Exercise brief:
Below are some entries. Copy each line in them that holds "UnknownCode".

(Entries taken from a collection)
//! Core error types for errstat's own fallible operations.
//!
//! These cover code lookup and configuration loading. They are distinct from
//! [`Status`], which is the value callers pass around; any [`Error`] converts
//! into a failed [`Status`] with a matching code.

use std::io;
use std::path::PathBuf;

use thiserror::Error;

use crate::code::ErrorCode;
use crate::status::Status;

/// Core error type for errstat operations.
#[derive(Debug, Error)]
pub enum Error {
    // Registry lookups
    #[error("unknown error code: '{name}'")]
    UnknownCode { name: String },

    #[error("no error code has value {value}")]
    InvalidCodeValue { value: i32 },

    #[error("unknown error category: '{name}'")]
    UnknownCategory { name: String },

    // Configuration files
    #[error("failed to read file '{path}': {reason}")]
    FileReadFailed { path: PathBuf, reason: String },

    #[error("JSON parse error: {reason}")]
    JsonParseFailed { reason: String },

    #[error("TOML parse error: {reason}")]
    TomlParseFailed { reason: String },

    // Generic I/O error wrapper
    #[error("I/O error: {0}")]
    Io(#[from] io::Error),
}

impl Error {
    /// Create an unknown code error.
    pub fn unknown_code(name: impl Into<String>) -> Self {
        Self::UnknownCode { name: name.into() }
    }

    /// Create an invalid code value error.
    pub const fn invalid_code_value(value: i32) -> Self {
        Self::InvalidCodeValue { value }
    }

    /// Create an unknown category error.
    pub fn unknown_category(name: impl Into<String>) -> Self {
        Self::UnknownCategory { name: name.into() }
    }

    /// Create a file read error.
    pub fn file_read_failed(path: impl Into<PathBuf>, reason: impl Into<String>) -> Self {
        Self::FileReadFailed {
            path: path.into(),
            reason: reason.into(),
        }
    }

    /// Create a JSON parse error.
    pub fn json_parse_failed(reason: impl Into<String>) -> Self {
        Self::JsonParseFailed {
            reason: reason.into(),
        }
    }

    /// Create a TOML parse error.
    pub fn toml_parse_failed(reason: impl Into<String>) -> Self {
        Self::TomlParseFailed {
            reason: reason.into(),
        }
    }

    /// The status code this error maps to.
    #[must_use]
    pub fn code(&self) -> ErrorCode {
        match self {
            Self::UnknownCode { .. } | Self::UnknownCategory { .. } => ErrorCode::InvalidName,
            Self::InvalidCodeValue { .. } => ErrorCode::OutOfBounds,
            Self::FileReadFailed { .. } => ErrorCode::FileOperationFailed,
            Self::JsonParseFailed { .. } | Self::TomlParseFailed { .. } => ErrorCode::SyntaxError,
            Self::Io(err) => io_error_code(err),
        }
    }
}

impl From<Error> for Status {
    fn from(err: Error) -> Self {
        Self::new(err.code(), err.to_string())
    }
}

/// Map an I/O error kind onto the closest status code.
#[must_use]
pub fn io_error_code(err: &io::Error) -> ErrorCode {
    match err.kind() {
        io::ErrorKind::NotFound => ErrorCode::FileNotFound,
        io::ErrorKind::PermissionDenied => ErrorCode::PermissionDenied,
        io::ErrorKind::AlreadyExists => ErrorCode::FileAlreadyExists,
        io::ErrorKind::TimedOut => ErrorCode::Timeout,
        io::ErrorKind::Interrupted => ErrorCode::OperationAborted,
        io::ErrorKind::OutOfMemory => ErrorCode::OutOfMemory,
        io::ErrorKind::InvalidInput => ErrorCode::InvalidArgument,
        io::ErrorKind::InvalidData => ErrorCode::InvalidFile,
        io::ErrorKind::Unsupported => ErrorCode::NotSupported,
        io::ErrorKind::ConnectionRefused | io::ErrorKind::ConnectionReset => {
            ErrorCode::ConnectionFailed
        }
        io::ErrorKind::ConnectionAborted | io::ErrorKind::BrokenPipe => ErrorCode::ConnectionClosed,
        _ => ErrorCode::FileOperationFailed,
    }
}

Exercise response:
    UnknownCode { name: String },
        Self::UnknownCode { name: name.into() }
            Self::UnknownCode { .. } | Self::UnknownCategory { .. } => ErrorCode::InvalidName,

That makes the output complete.